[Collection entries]

^^^^^^^^

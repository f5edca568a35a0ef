use std::collections::HashMap;
use std::sync::Arc;

use courier_core::{DeliveryError, DeliveryPartner, DeliveryResult};
use tracing::{info, warn};

use crate::strategy::PartnerStrategy;

/// Partner -> strategy lookup. Built once at startup and read-only afterwards.
#[derive(Clone, Default)]
pub struct StrategyRegistry {
    strategies: HashMap<DeliveryPartner, Arc<dyn PartnerStrategy>>,
}

impl StrategyRegistry {
    pub fn new(strategies: Vec<Arc<dyn PartnerStrategy>>) -> Self {
        let mut registry = Self::default();
        for strategy in strategies {
            registry = registry.with(strategy);
        }
        registry
    }

    /// Register a strategy. A later registration for the same partner replaces the earlier one.
    pub fn with(mut self, strategy: Arc<dyn PartnerStrategy>) -> Self {
        let partner = strategy.partner();
        if self.strategies.insert(partner, strategy).is_some() {
            warn!(partner = %partner, "Replacing previously registered delivery strategy");
        } else {
            info!(partner = %partner, "Registered delivery strategy");
        }
        self
    }

    pub fn resolve(&self, partner: DeliveryPartner) -> DeliveryResult<Arc<dyn PartnerStrategy>> {
        self.strategies
            .get(&partner)
            .cloned()
            .ok_or_else(|| DeliveryError::Configuration(format!("No delivery strategy found for partner: {}", partner)))
    }

    /// Resolve by partner name, case-insensitively.
    pub fn resolve_name(&self, name: &str) -> DeliveryResult<Arc<dyn PartnerStrategy>> {
        let partner: DeliveryPartner = name.parse()?;
        self.resolve(partner)
    }

    pub fn partners(&self) -> Vec<DeliveryPartner> {
        let mut partners: Vec<_> = self.strategies.keys().copied().collect();
        partners.sort_by_key(|p| p.as_str());
        partners
    }
}

#[cfg(test)]
mod tests {
    use super::*;
    use async_trait::async_trait;
    use courier_core::serviceability::{DeliveryOption, ServiceabilityQuery};
    use courier_core::{DeliveryOrder, DeliveryStatus, ShipmentReceipt};

    struct NamedStrategy(&'static str);

    #[async_trait]
    impl PartnerStrategy for NamedStrategy {
        fn partner(&self) -> DeliveryPartner {
            DeliveryPartner::Shiprocket
        }

        async fn create_shipment(&self, _order: &DeliveryOrder) -> DeliveryResult<ShipmentReceipt> {
            Ok(ShipmentReceipt {
                tracking_id: self.0.to_string(),
                shipment_id: None,
                delivery_fee: None,
            })
        }

        async fn cancel_shipment(&self, _order: &DeliveryOrder, _reason: &str) -> DeliveryResult<()> {
            Ok(())
        }

        async fn shipment_status(&self, order: &DeliveryOrder) -> DeliveryResult<DeliveryStatus> {
            Ok(order.status)
        }

        async fn check_serviceability(&self, _query: &ServiceabilityQuery) -> Vec<DeliveryOption> {
            Vec::new()
        }
    }

    #[test]
    fn test_resolve_by_enum_and_name() {
        let registry = StrategyRegistry::new(vec![Arc::new(NamedStrategy("first")) as Arc<dyn PartnerStrategy>]);

        assert_eq!(registry.resolve(DeliveryPartner::Shiprocket).unwrap().partner(), DeliveryPartner::Shiprocket);
        assert!(registry.resolve_name("shiprocket").is_ok());
        assert!(matches!(
            registry.resolve_name("DUNZO"),
            Err(DeliveryError::Configuration(msg)) if msg.contains("DUNZO")
        ));
    }

    #[test]
    fn test_empty_registry_is_configuration_error() {
        let registry = StrategyRegistry::default();
        assert!(matches!(
            registry.resolve(DeliveryPartner::Shiprocket),
            Err(DeliveryError::Configuration(_))
        ));
        assert!(registry.partners().is_empty());
    }

    #[tokio::test]
    async fn test_later_registration_wins() {
        let registry = StrategyRegistry::default()
            .with(Arc::new(NamedStrategy("first")))
            .with(Arc::new(NamedStrategy("second")));
        let order = DeliveryOrder::new(
            &courier_core::TenantScope::new("org", "br"),
            DeliveryPartner::Shiprocket,
            &courier_core::CreateDeliveryRequest {
                order_id: "O-1".to_string(),
                ..Default::default()
            },
        );

        let receipt = registry
            .resolve(DeliveryPartner::Shiprocket)
            .unwrap()
            .create_shipment(&order)
            .await
            .unwrap();
        assert_eq!(receipt.tracking_id, "second");
        assert_eq!(registry.partners(), vec![DeliveryPartner::Shiprocket]);
    }
}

^^^^^^^^

What the answer needs is every line from the data above with "info" in it.

■ Exercise result:
use tracing::{info, warn};
            info!(partner = %partner, "Registered delivery strategy");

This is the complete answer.